Activity
In the records below, which lines include "annotations"? Copy them.

Records from a data source:
use crate::{AnnotationInfo, Attributes, EntityType, ParameterInfo, SemanticEmbedding};
use serde::{Deserialize, Serialize};

#[derive(Debug, Clone, PartialEq, Serialize, Deserialize)]
pub struct CodeNode {
    pub id: String,
    pub project_id: String,
    #[serde(rename = "type")]
    pub entity_type: EntityType,
    pub name: String,
    pub qualified_name: String,
    #[serde(default, skip_serializing_if = "Option::is_none")]
    pub description: Option<String>,
    pub source_file: String,
    #[serde(default, skip_serializing_if = "Option::is_none")]
    pub start_line: Option<u32>,
    #[serde(default, skip_serializing_if = "Option::is_none")]
    pub end_line: Option<u32>,
    #[serde(default)]
    pub modifiers: Vec<String>,
    #[serde(default)]
    pub attributes: Attributes,
    #[serde(default, skip_serializing_if = "Option::is_none")]
    pub semantic_embedding: Option<SemanticEmbedding>,
}

impl CodeNode {
    pub fn new(
        project_id: impl Into<String>,
        entity_type: EntityType,
        name: impl Into<String>,
        qualified_name: impl Into<String>,
        source_file: impl Into<String>,
    ) -> Self {
        let qualified_name = qualified_name.into();
        Self {
            id: qualified_name.clone(),
            project_id: project_id.into(),
            entity_type,
            name: name.into(),
            qualified_name,
            description: None,
            source_file: source_file.into(),
            start_line: None,
            end_line: None,
            modifiers: Vec::new(),
            attributes: Attributes::new(),
            semantic_embedding: None,
        }
    }

    pub fn with_lines(mut self, start: u32, end: u32) -> Self {
        self.start_line = Some(start);
        self.end_line = Some(end);
        self
    }

    pub fn with_description(mut self, description: impl Into<String>) -> Self {
        self.description = Some(description.into());
        self
    }

    pub fn with_modifiers<I, S>(mut self, modifiers: I) -> Self
    where
        I: IntoIterator<Item = S>,
        S: Into<String>,
    {
        self.modifiers = modifiers.into_iter().map(Into::into).collect();
        self
    }

    pub fn with_attribute(mut self, key: &str, value: impl Into<serde_json::Value>) -> Self {
        self.attributes.insert(key.to_string(), value.into());
        self
    }

    pub fn with_embedding(mut self, embedding: SemanticEmbedding) -> Self {
        self.semantic_embedding = Some(embedding);
        self
    }

    pub fn has_modifier(&self, modifier: &str) -> bool {
        self.modifiers.iter().any(|m| m == modifier)
    }

    pub fn annotations(&self) -> Vec<AnnotationInfo> {
        self.attributes
            .get("annotations")
            .and_then(|v| serde_json::from_value(v.clone()).ok())
            .unwrap_or_default()
    }

    pub fn parameters(&self) -> Vec<ParameterInfo> {
        self.attributes
            .get("parameters")
            .and_then(|v| serde_json::from_value(v.clone()).ok())
            .unwrap_or_default()
    }

    pub fn return_type(&self) -> Option<&str> {
        self.attributes.get("return_type").and_then(|v| v.as_str())
    }

    /// Interfaces count as abstract, as does anything flagged by its extractor.
    pub fn is_abstract(&self) -> bool {
        self.entity_type == EntityType::Interface
            || self.has_modifier("abstract")
            || self
                .attributes
                .get("is_abstract")
                .and_then(|v| v.as_bool())
                .unwrap_or(false)
    }

    pub fn embedding_vector(&self) -> Option<&[f32]> {
        self.semantic_embedding.as_ref().map(|e| e.vector.as_slice())
    }

    /// Folds a re-extracted node over the stored one. Structural fields come
    /// from `self`; the stored embedding survives when `self` carries none, and
    /// stored attribute keys that `self` does not set are kept.
    pub fn merged_over(mut self, stored: &CodeNode) -> Self {
        if self.semantic_embedding.is_none() {
            self.semantic_embedding = stored.semantic_embedding.clone();
        }
        for (key, value) in &stored.attributes {
            if !self.attributes.contains_key(key) {
                self.attributes.insert(key.clone(), value.clone());
            }
        }
        self
    }

    /// Last dotted segment of a qualified name.
    pub fn simple_name(qualified_name: &str) -> &str {
        qualified_name.rsplit('.').next().unwrap_or(qualified_name)
    }
}

/// Partial update; `id` and `project_id` are immutable.
#[derive(Debug, Clone, Default, PartialEq, Serialize, Deserialize)]
pub struct NodeUpdate {
    #[serde(default, skip_serializing_if = "Option::is_none")]
    pub name: Option<String>,
    #[serde(default, skip_serializing_if = "Option::is_none")]
    pub qualified_name: Option<String>,
    #[serde(default, skip_serializing_if = "Option::is_none")]
    pub description: Option<String>,
    #[serde(default, skip_serializing_if = "Option::is_none")]
    pub source_file: Option<String>,
    #[serde(default, skip_serializing_if = "Option::is_none")]
    pub start_line: Option<u32>,
    #[serde(default, skip_serializing_if = "Option::is_none")]
    pub end_line: Option<u32>,
    #[serde(default, skip_serializing_if = "Option::is_none")]
    pub modifiers: Option<Vec<String>>,
    #[serde(default, skip_serializing_if = "Option::is_none")]
    pub attributes: Option<Attributes>,
    #[serde(default, skip_serializing_if = "Option::is_none")]
    pub semantic_embedding: Option<SemanticEmbedding>,
}

impl NodeUpdate {
    pub fn is_empty(&self) -> bool {
        self.name.is_none()
            && self.qualified_name.is_none()
            && self.description.is_none()
            && self.source_file.is_none()
            && self.start_line.is_none()
            && self.end_line.is_none()
            && self.modifiers.is_none()
            && self.attributes.is_none()
            && self.semantic_embedding.is_none()
    }

    pub fn embedding(embedding: SemanticEmbedding) -> Self {
        Self {
            semantic_embedding: Some(embedding),
            ..Default::default()
        }
    }

    pub fn apply(self, node: &mut CodeNode) {
        if let Some(name) = self.name {
            node.name = name;
        }
        if let Some(qualified_name) = self.qualified_name {
            node.qualified_name = qualified_name;
        }
        if let Some(description) = self.description {
            node.description = Some(description);
        }
        if let Some(source_file) = self.source_file {
            node.source_file = source_file;
        }
        if let Some(start_line) = self.start_line {
            node.start_line = Some(start_line);
        }
        if let Some(end_line) = self.end_line {
            node.end_line = Some(end_line);
        }
        if let Some(modifiers) = self.modifiers {
            node.modifiers = modifiers;
        }
        if let Some(attributes) = self.attributes {
            node.attributes.extend(attributes);
        }
        if let Some(embedding) = self.semantic_embedding {
            node.semantic_embedding = Some(embedding);
        }
    }
}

Result of this exercise
    pub fn annotations(&self) -> Vec<AnnotationInfo> {
            .get("annotations")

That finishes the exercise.